Outdoors Column

The trail was clear, although the terrain was rough

By Bill Howard | May 20, 2014
Photo by: File Bill Howard

The trail was clear, although the terrain was rough. Hills and rocks and slides were as much a part of the trail as asphalt is to a highway. Throughout the whole length, a short step too far would carry you over the edge which dropped hundreds of feet where the only thing to break the fall was the ground itself.
My wife, daughter and son were taking this treacherous route. Since the trail led to nowhere, I kept thinking to myself “this is why mountain climbers seek the pinnacle of a majestic outcropping of rock and earth made from eons of plates colliding with each other.”
We just wanted to see what lied ahead, remember what was behind us, and enjoy the present.
While making the trek, I caught a high-pitched rumble behind us. The noise gradually grew louder, and I motioned for my daughter and wife to stay close to the inside of the trail near the upward mountainside. Bears, bobcats and even a rumored mountain lion, though highly doubtful, are said to roam the area. This was no predator though.
In a flash three motorbikes broke around the curve and passed us. They were so quick all we could really catch sight of was three helmets and dust being thrown from the rear tires.
I had never been on the off-highway vehicle trail system that encompasses Brown Mountain, but on a weekend getaway we thought the family would enjoy running the four wheelers on a trail such as this. Over 33 miles of trail exists there, and even though there are plenty of bikes, all terrain vehicles, and Jeeps testing their skills and just enjoying the adrenaline rush of acceleration and maneuvering, the trails remained open enough where you were not constantly looking over your shoulder or peeking around the corners.

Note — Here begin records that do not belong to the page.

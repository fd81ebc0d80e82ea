//! cdc-aggregator: stream a JSON-lines change feed through the engine
//!
//! State (snapshots, checkpoints, processing log) lives under `--state-dir`
//! and survives restarts; rerunning over the same feed is a no-op.

use std::path::PathBuf;
use std::sync::Arc;

use aggregator::checkpoint::CheckpointStore;
use aggregator::durable_store::SnapshotAggregateStore;
use aggregator::processing_log::{JournalProcessingLog, ProcessingLog};
use aggregator::source::JsonLinesSource;
use aggregator::store::AggregateStore;
use aggregator::{AggregationEngine, EngineConfig};
use anyhow::{Context, Result};
use clap::Parser;
use persistence::checkpoint::FileCheckpointStore;
use persistence::journal::JournalConfig;
use persistence::layout::StateLayout;
use persistence::recovery::RecoveryEngine;
use serde_json::json;
use tracing::{info, warn};
use tracing_subscriber::EnvFilter;

#[derive(Parser, Debug)]
#[command(author, version, about = "CDC merchant aggregation engine")]
struct Args {
    /// Change events, one JSON object per line
    events: PathBuf,
    /// Directory holding snapshots, checkpoints and the processing log
    #[arg(long, default_value = "cdc-state")]
    state_dir: PathBuf,
    /// JSON config file; CDC_AGG_* environment variables override it
    #[arg(long)]
    config: Option<PathBuf>,
}

#[tokio::main]
async fn main() -> Result<()> {
    let args = Args::parse();

    tracing_subscriber::fmt()
        .with_env_filter(EnvFilter::try_from_default_env().unwrap_or_else(|_| EnvFilter::new("info")))
        .with_writer(std::io::stderr)
        .init();

    let config = EngineConfig::load(args.config.as_deref()).context("loading configuration")?;

    let layout = StateLayout::new(&args.state_dir);
    let (recovered, recovery) = RecoveryEngine::new(layout.clone())
        .recover()
        .with_context(|| format!("recovering state from {}", args.state_dir.display()))?;
    info!(
        snapshots = recovery.snapshots_loaded,
        rows = recovery.rows_restored,
        recent_entries = recovery.recent_entries_restored,
        checkpoints = recovery.checkpoints_loaded,
        log_records = recovery.log_records_scanned,
        log_corruptions = recovery.log_corruptions,
        elapsed_ms = recovery.total_recovery_time_ms,
        "State recovered"
    );

    let store = Arc::new(
        SnapshotAggregateStore::from_recovered(
            layout.snapshots(),
            config.snapshot_compression,
            config.snapshot_retention,
            config.key_partition_count,
            &recovered,
        )
        .context("restoring aggregate store")?,
    );
    let checkpoints: Arc<dyn CheckpointStore> = Arc::new(
        FileCheckpointStore::open(layout.checkpoints()).context("opening checkpoint store")?,
    );
    let log: Arc<dyn ProcessingLog> = Arc::new(
        JournalProcessingLog::open(JournalConfig::new(layout.processing_log()))
            .context("opening processing log")?,
    );

    let engine = AggregationEngine::new(config, store.clone(), checkpoints, log)?;
    let mut source = JsonLinesSource::open(&args.events)
        .with_context(|| format!("opening {}", args.events.display()))?;
    let report = engine.run(&mut source).await?;

    let halted = report.halted_partitions();
    if !halted.is_empty() {
        warn!(partitions = ?halted, "Some partitions halted; rerun to re-derive their pending range");
    }

    let rows: Vec<_> = store
        .export()
        .into_iter()
        .map(|(key, row)| {
            json!({
                "merchant_id": key.merchant_id,
                "time_bucket": key.time_bucket.to_string(),
                "transaction_count": row.transaction_count,
                "total_amount": row.total_amount,
                "success_count": row.success_count,
                "failure_count": row.failure_count,
                "success_rate": row.success_rate(),
                "average_amount": row.average_amount(),
                "last_updated_sequence_token": row.last_updated_sequence_token,
            })
        })
        .collect();
    let output = json!({ "rows": rows, "report": report });
    println!("{}", serde_json::to_string_pretty(&output)?);
    Ok(())
}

With the kids with us, we stayed on the easy trails. There are much more difficult tracks to take, and each trail marker has a symbol showing not only the difficulty of the run, but which types of vehicles are allowed to traverse the trail as well.
We spent several hours exploring just the main trail which was highlighted with turnoffs, steep climbs and descents, powdery dirt and exposed rocky outcrops. We stopped twice on the 12.6 mile ride, once for pictures near a large boulder, and once just to talk and take a five minute break.

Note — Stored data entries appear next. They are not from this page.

//! Types library for the CDC aggregation engine
//!
//! Shared type definitions used by the persistence layer and the
//! aggregation service.
//!
//! # Modules
//! - `ids`: Identifiers (TransactionId, MerchantId, BatchId)
//! - `event`: Change event model (raw and normalized), sequence tokens
//! - `aggregate`: Aggregate keys, time buckets, rows and signed deltas
//! - `errors`: Validation error taxonomy

pub mod aggregate;
pub mod errors;
pub mod event;
pub mod ids;

// Library version constant
pub const LIB_VERSION: &str = "1.0.0";

/// Prelude module for convenient imports
pub mod prelude {
    pub use crate::aggregate::*;
    pub use crate::errors::*;
    pub use crate::event::*;
    pub use crate::ids::*;
}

The cool mountain air was crisp and refreshing compared to earlier in the week where the temps reached the lower 90’s and we soaked in all we could.

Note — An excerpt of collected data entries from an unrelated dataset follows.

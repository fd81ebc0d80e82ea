//! Delta resolver
//!
//! Maps an accepted change event to the signed deltas it contributes:
//!
//! | operation | count | amount |
//! |-----------|-------|--------|
//! | INSERT    | +1    | +amount |
//! | DELETE    | -1    | -amount |
//! | UPDATE    | 0     | new - prior (when the prior row is known) |
//!
//! The success/failure counters carry the same sign as the count, keyed by
//! the row's status. An UPDATE whose prior row is not in the recent-state
//! cache cannot be netted; it degrades to a zero delta that only advances
//! the row token, and is reported as a reconciliation gap.

use tracing::{debug, warn};
use types::aggregate::{AggregateDelta, AggregateKey, BucketWidth, RecentEntries};
use types::event::{ChangeEvent, Operation};

use crate::recent_state::{PriorContribution, RecentStateCache};

/// Count multiplier of an operation.
pub fn multiplier(operation: Operation) -> i64 {
    match operation {
        Operation::INSERT => 1,
        Operation::DELETE => -1,
        Operation::UPDATE => 0,
    }
}

#[derive(Debug, Clone, Copy, PartialEq, Eq)]
pub enum ResolutionKind {
    /// INSERT or DELETE: a single signed contribution
    Contribution,
    /// UPDATE with known prior: retraction plus addition
    Compensated,
    /// UPDATE without prior: amount and status left untouched
    ReconciliationGap,
    /// Event not newer than the cached state of its transaction
    StaleRedelivery,
}

#[derive(Debug, Clone, PartialEq)]
pub struct Resolution {
    pub kind: ResolutionKind,
    pub deltas: Vec<AggregateDelta>,
}

pub struct DeltaResolver {
    bucket_width: BucketWidth,
    cache: RecentStateCache,
    reconciliation_gaps: u64,
}

impl DeltaResolver {
    pub fn new(bucket_width: BucketWidth, recent_state_capacity: usize) -> Self {
        Self {
            bucket_width,
            cache: RecentStateCache::new(recent_state_capacity),
            reconciliation_gaps: 0,
        }
    }

    pub fn key_for(&self, event: &ChangeEvent) -> AggregateKey {
        AggregateKey::new(
            event.merchant_id.clone(),
            self.bucket_width.align(event.event_timestamp),
        )
    }

    /// Resolve one event into keyed deltas and update the cache.
    pub fn resolve(&mut self, event: &ChangeEvent) -> Resolution {
        let key = self.key_for(event);
        let token = event.sequence_token;
        let txn = event.transaction_id.clone();
        let stale = !self.cache.is_newer(&event.transaction_id, token);

        let resolution = match event.operation {
            Operation::INSERT | Operation::DELETE => {
                let delta = AggregateDelta::contribution(
                    key,
                    token,
                    txn,
                    multiplier(event.operation),
                    event.transaction_amount,
                    event.status,
                );
                Resolution {
                    kind: if stale {
                        ResolutionKind::StaleRedelivery
                    } else {
                        ResolutionKind::Contribution
                    },
                    deltas: vec![delta],
                }
            }
            Operation::UPDATE if stale => {
                // The cache already reflects a newer event of this
                // transaction; its deltas have been produced.
                debug!(
                    transaction_id = %event.transaction_id,
                    sequence_token = %token,
                    "Stale UPDATE re-delivery, no delta"
                );
                Resolution {
                    kind: ResolutionKind::StaleRedelivery,
                    deltas: Vec::new(),
                }
            }
            Operation::UPDATE => match self.cache.get(&event.transaction_id) {
                Some(prior) => Resolution {
                    kind: ResolutionKind::Compensated,
                    deltas: compensating_pair(prior, event, key),
                },
                None => {
                    self.reconciliation_gaps += 1;
                    warn!(
                        transaction_id = %event.transaction_id,
                        merchant_id = %event.merchant_id,
                        sequence_token = %token,
                        "UPDATE without known prior state, amount and status not reconciled"
                    );
                    Resolution {
                        kind: ResolutionKind::ReconciliationGap,
                        deltas: vec![AggregateDelta::zero(key, token, txn)],
                    }
                }
            },
        };

        if !stale {
            self.remember(event);
        }
        resolution
    }

    /// Update the cache from an event that is already covered by the
    /// checkpoint, without producing deltas.
    pub fn observe(&mut self, event: &ChangeEvent) {
        if self.cache.is_newer(&event.transaction_id, event.sequence_token) {
            self.remember(event);
        }
    }

    /// UPDATEs degraded so far.
    pub fn reconciliation_gaps(&self) -> u64 {
        self.reconciliation_gaps
    }

    pub fn cache(&self) -> &RecentStateCache {
        &self.cache
    }

    /// Replace the cache with entries recorded by an earlier run.
    pub fn restore(&mut self, entries: RecentEntries) {
        self.cache.restore(entries);
    }

    fn remember(&mut self, event: &ChangeEvent) {
        match event.operation {
            Operation::INSERT | Operation::UPDATE => {
                let key = self.key_for(event);
                self.cache.record(
                    event.transaction_id.clone(),
                    PriorContribution {
                        key,
                        amount: event.transaction_amount,
                        status: event.status,
                        sequence_token: event.sequence_token,
                    },
                );
            }
            Operation::DELETE => {
                self.cache.evict(&event.transaction_id);
            }
        }
    }
}

/// Retract `prior` and add the event's row, coalesced per key.
fn compensating_pair(
    prior: &PriorContribution,
    event: &ChangeEvent,
    key: AggregateKey,
) -> Vec<AggregateDelta> {
    let token = event.sequence_token;
    let retract = AggregateDelta::contribution(
        prior.key.clone(),
        token,
        event.transaction_id.clone(),
        -1,
        prior.amount,
        prior.status,
    );
    let add = AggregateDelta::contribution(
        key,
        token,
        event.transaction_id.clone(),
        1,
        event.transaction_amount,
        event.status,
    );

    if retract.key == add.key {
        // Same row: one net delta so the shared token is applied once.
        let mut net = retract;
        net.absorb(&add);
        if net.is_noop() {
            debug!(transaction_id = %event.transaction_id, "UPDATE with unchanged aggregate fields");
        }
        vec![net]
    } else {
        vec![retract, add]
    }
}

#[cfg(test)]
mod tests {
    use super::*;
    use chrono::{TimeZone, Utc};
    use rust_decimal::Decimal;
    use types::event::{SequenceToken, TransactionStatus};
    use types::ids::{MerchantId, TransactionId};

    fn event(
        txn: &str,
        op: Operation,
        offset: u64,
        merchant: &str,
        amount: i64,
        status: TransactionStatus,
        minute: u32,
    ) -> ChangeEvent {
        ChangeEvent::new(
            TransactionId::new(txn),
            op,
            SequenceToken::new(1, offset),
            MerchantId::new(merchant),
            Decimal::from(amount),
            status,
            Utc.with_ymd_and_hms(2024, 3, 1, 10, minute, 0).unwrap(),
        )
    }

    fn resolver() -> DeltaResolver {
        DeltaResolver::new(BucketWidth::HOUR, 1_000)
    }

    use TransactionStatus::{FAILURE, SUCCESS};

    #[test]
    fn test_multipliers() {
        assert_eq!(multiplier(Operation::INSERT), 1);
        assert_eq!(multiplier(Operation::DELETE), -1);
        assert_eq!(multiplier(Operation::UPDATE), 0);
    }

    #[test]
    fn test_insert_and_delete_contributions() {
        let mut r = resolver();
        let ins = r.resolve(&event("t1", Operation::INSERT, 1, "m1", 100, SUCCESS, 0));
        assert_eq!(ins.kind, ResolutionKind::Contribution);
        assert_eq!(ins.deltas.len(), 1);
        assert_eq!(ins.deltas[0].count, 1);
        assert_eq!(ins.deltas[0].amount, Decimal::from(100));
        assert_eq!(ins.deltas[0].success, 1);

        let del = r.resolve(&event("t1", Operation::DELETE, 2, "m1", 100, SUCCESS, 0));
        assert_eq!(del.deltas[0].count, -1);
        assert_eq!(del.deltas[0].amount, Decimal::from(-100));
        assert_eq!(del.deltas[0].success, -1);
        assert!(r.cache().get(&TransactionId::new("t1")).is_none());
    }

    #[test]
    fn test_update_with_prior_nets_amount() {
        let mut r = resolver();
        r.resolve(&event("t1", Operation::INSERT, 1, "m1", 50, SUCCESS, 5));
        let upd = r.resolve(&event("t1", Operation::UPDATE, 2, "m1", 65, SUCCESS, 5));

        assert_eq!(upd.kind, ResolutionKind::Compensated);
        assert_eq!(upd.deltas.len(), 1);
        let net = &upd.deltas[0];
        assert_eq!(net.count, 0);
        assert_eq!(net.amount, Decimal::from(15));
        assert_eq!((net.success, net.failure), (0, 0));
        assert_eq!(net.sequence_token, SequenceToken::new(1, 2));
    }

    #[test]
    fn test_status_only_update() {
        let mut r = resolver();
        r.resolve(&event("t1", Operation::INSERT, 1, "m1", 50, SUCCESS, 5));
        let upd = r.resolve(&event("t1", Operation::UPDATE, 2, "m1", 50, FAILURE, 5));
        let net = &upd.deltas[0];
        assert_eq!(net.count, 0);
        assert_eq!(net.amount, Decimal::ZERO);
        assert_eq!((net.success, net.failure), (-1, 1));
    }

    #[test]
    fn test_update_across_buckets_emits_pair() {
        let mut r = resolver();
        r.resolve(&event("t1", Operation::INSERT, 1, "m1", 50, SUCCESS, 59));
        let mut moved = event("t1", Operation::UPDATE, 2, "m1", 50, SUCCESS, 0);
        moved.event_timestamp = Utc.with_ymd_and_hms(2024, 3, 1, 11, 0, 0).unwrap();

        let upd = r.resolve(&moved);
        assert_eq!(upd.deltas.len(), 2);
        assert_eq!(upd.deltas[0].count, -1);
        assert_eq!(upd.deltas[0].key.time_bucket.start_secs() % 3600, 0);
        assert_eq!(upd.deltas[1].count, 1);
        assert_ne!(upd.deltas[0].key, upd.deltas[1].key);
    }

    #[test]
    fn test_update_without_prior_is_reconciliation_gap() {
        let mut r = resolver();
        let upd = r.resolve(&event("t9", Operation::UPDATE, 3, "m1", 70, SUCCESS, 0));
        assert_eq!(upd.kind, ResolutionKind::ReconciliationGap);
        assert_eq!(upd.deltas.len(), 1);
        assert!(upd.deltas[0].is_noop());
        assert_eq!(r.reconciliation_gaps(), 1);

        // The degraded UPDATE still seeds the cache for the next one
        let next = r.resolve(&event("t9", Operation::UPDATE, 4, "m1", 80, SUCCESS, 0));
        assert_eq!(next.kind, ResolutionKind::Compensated);
        assert_eq!(next.deltas[0].amount, Decimal::from(10));
    }

    #[test]
    fn test_stale_update_produces_nothing_and_keeps_cache() {
        let mut r = resolver();
        r.resolve(&event("t1", Operation::INSERT, 1, "m1", 50, SUCCESS, 0));
        r.resolve(&event("t1", Operation::UPDATE, 3, "m1", 65, SUCCESS, 0));
        let stale = r.resolve(&event("t1", Operation::UPDATE, 2, "m1", 99, SUCCESS, 0));

        assert_eq!(stale.kind, ResolutionKind::StaleRedelivery);
        assert!(stale.deltas.is_empty());
        assert_eq!(
            r.cache().get(&TransactionId::new("t1")).map(|p| p.amount),
            Some(Decimal::from(65))
        );
    }

    #[test]
    fn test_stale_insert_still_emits_gated_delta() {
        let mut r = resolver();
        r.resolve(&event("t1", Operation::INSERT, 1, "m1", 50, SUCCESS, 0));
        let again = r.resolve(&event("t1", Operation::INSERT, 1, "m1", 50, SUCCESS, 0));
        assert_eq!(again.kind, ResolutionKind::StaleRedelivery);
        assert_eq!(again.deltas.len(), 1);
        assert_eq!(again.deltas[0].sequence_token, SequenceToken::new(1, 1));
    }

    #[test]
    fn test_observe_warms_cache_without_deltas() {
        let mut r = resolver();
        r.observe(&event("t1", Operation::INSERT, 1, "m1", 50, SUCCESS, 0));
        let upd = r.resolve(&event("t1", Operation::UPDATE, 2, "m1", 40, SUCCESS, 0));
        assert_eq!(upd.kind, ResolutionKind::Compensated);
        assert_eq!(upd.deltas[0].amount, Decimal::from(-10));
    }

    #[test]
    fn test_restored_cache_nets_update() {
        let mut first = resolver();
        first.resolve(&event("t1", Operation::INSERT, 1, "m1", 50, SUCCESS, 0));

        let mut second = resolver();
        second.restore(first.cache().entries());
        let upd = second.resolve(&event("t1", Operation::UPDATE, 2, "m1", 80, SUCCESS, 0));
        assert_eq!(upd.kind, ResolutionKind::Compensated);
        assert_eq!(upd.deltas[0].amount, Decimal::from(30));
        assert_eq!(second.reconciliation_gaps(), 0);
    }
}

As far as the mountain goes, it is filled with mystery and history, and having both covered, seen, and studied the famous Brown Mountain Lights, I wondered just how they emanated from the mountain.
Even the United States Department of Agriculture acknowledges the floating orbs but the explanations are as much a mystery as the lights themselves. This being my first time actually on the mountain, I paid special attention to features that you just cannot see from afar during the night.
That evening, as we tended a fire near the small two room cabin we stayed in and melted s’mores over the flames; we recanted the tales of the mountain and others from the nearby area. We ate well, slept deeply, and continued a bond between ourselves and the land.
The Brown Mountain OHV Trail is located less than thirty minutes from Morganton and requires a pass that can be purchased at the entrance.